## Supplied records
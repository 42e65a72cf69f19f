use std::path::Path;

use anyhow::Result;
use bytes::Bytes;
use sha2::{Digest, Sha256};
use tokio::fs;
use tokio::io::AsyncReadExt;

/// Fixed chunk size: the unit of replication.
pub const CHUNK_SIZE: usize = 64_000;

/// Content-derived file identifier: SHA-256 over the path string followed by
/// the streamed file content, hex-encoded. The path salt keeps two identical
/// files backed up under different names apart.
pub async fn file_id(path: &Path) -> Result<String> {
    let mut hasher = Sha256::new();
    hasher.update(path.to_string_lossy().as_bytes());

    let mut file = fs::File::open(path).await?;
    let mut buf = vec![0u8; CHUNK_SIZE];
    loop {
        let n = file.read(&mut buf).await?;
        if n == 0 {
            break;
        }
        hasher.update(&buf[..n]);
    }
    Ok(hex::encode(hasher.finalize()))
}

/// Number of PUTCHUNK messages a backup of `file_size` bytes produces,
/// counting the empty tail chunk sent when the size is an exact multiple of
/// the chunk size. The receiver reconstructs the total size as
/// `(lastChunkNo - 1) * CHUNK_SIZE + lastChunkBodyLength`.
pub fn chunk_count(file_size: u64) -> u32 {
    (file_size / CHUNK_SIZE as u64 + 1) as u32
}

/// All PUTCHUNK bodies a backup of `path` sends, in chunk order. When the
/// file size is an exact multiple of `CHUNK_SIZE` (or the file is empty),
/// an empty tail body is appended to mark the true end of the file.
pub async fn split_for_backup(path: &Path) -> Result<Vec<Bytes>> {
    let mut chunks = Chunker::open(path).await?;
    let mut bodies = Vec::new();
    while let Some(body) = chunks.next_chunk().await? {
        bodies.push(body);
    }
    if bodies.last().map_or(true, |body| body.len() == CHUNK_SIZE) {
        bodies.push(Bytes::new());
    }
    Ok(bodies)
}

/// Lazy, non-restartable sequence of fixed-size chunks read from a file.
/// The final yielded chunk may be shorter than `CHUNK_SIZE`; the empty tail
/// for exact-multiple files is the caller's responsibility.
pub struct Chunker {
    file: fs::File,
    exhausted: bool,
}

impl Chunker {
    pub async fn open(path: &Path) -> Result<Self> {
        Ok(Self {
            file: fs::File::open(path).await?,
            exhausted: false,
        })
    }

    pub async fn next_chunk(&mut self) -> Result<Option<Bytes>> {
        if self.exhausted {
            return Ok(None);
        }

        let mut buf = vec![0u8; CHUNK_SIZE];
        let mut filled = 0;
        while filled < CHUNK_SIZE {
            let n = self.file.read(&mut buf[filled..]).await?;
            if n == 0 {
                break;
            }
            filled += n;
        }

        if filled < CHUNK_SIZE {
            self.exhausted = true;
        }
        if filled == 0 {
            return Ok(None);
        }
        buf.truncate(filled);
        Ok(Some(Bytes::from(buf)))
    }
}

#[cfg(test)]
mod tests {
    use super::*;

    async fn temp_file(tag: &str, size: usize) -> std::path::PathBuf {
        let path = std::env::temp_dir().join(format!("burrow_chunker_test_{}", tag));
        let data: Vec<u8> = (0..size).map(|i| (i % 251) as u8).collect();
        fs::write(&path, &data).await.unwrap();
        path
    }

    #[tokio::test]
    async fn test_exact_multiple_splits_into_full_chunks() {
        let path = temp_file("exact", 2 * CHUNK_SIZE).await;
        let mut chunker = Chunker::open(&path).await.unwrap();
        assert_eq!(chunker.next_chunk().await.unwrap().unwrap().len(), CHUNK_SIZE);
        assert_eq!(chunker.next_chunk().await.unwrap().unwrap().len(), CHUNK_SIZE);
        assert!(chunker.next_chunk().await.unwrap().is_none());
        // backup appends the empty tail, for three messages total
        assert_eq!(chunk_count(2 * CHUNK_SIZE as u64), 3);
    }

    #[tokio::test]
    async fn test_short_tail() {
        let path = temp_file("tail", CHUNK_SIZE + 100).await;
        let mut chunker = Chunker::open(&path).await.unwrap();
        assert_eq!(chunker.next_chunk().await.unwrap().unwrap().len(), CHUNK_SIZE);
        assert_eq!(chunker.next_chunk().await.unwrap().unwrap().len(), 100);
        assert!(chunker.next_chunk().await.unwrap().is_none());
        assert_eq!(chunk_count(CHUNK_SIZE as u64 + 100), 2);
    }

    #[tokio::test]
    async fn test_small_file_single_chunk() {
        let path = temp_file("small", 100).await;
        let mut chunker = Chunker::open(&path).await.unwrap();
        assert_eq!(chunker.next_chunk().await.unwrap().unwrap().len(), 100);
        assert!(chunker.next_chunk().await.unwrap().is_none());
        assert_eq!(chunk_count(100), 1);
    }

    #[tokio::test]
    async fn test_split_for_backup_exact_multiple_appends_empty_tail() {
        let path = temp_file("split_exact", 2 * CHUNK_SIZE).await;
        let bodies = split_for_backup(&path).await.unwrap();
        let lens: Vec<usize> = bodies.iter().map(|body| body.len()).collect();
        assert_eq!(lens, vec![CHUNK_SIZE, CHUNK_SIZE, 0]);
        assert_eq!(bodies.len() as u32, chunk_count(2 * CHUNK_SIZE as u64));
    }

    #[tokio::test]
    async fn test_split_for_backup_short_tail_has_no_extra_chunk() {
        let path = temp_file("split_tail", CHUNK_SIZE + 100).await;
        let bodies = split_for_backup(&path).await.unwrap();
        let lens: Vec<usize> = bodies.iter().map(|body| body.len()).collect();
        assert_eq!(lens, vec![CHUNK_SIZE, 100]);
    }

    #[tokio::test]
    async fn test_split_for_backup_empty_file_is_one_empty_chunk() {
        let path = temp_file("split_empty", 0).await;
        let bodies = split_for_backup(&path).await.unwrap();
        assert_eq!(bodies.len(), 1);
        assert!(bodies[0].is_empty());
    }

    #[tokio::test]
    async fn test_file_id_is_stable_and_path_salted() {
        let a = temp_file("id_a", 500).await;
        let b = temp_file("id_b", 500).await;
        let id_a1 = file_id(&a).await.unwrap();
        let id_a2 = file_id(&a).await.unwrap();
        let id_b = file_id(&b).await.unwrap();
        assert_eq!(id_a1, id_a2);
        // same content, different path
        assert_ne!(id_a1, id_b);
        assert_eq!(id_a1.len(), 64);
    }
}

## Problem details
Show all lines above holding the word "data".

## Solved problem
        let data: Vec<u8> = (0..size).map(|i| (i % 251) as u8).collect();
        fs::write(&path, &data).await.unwrap();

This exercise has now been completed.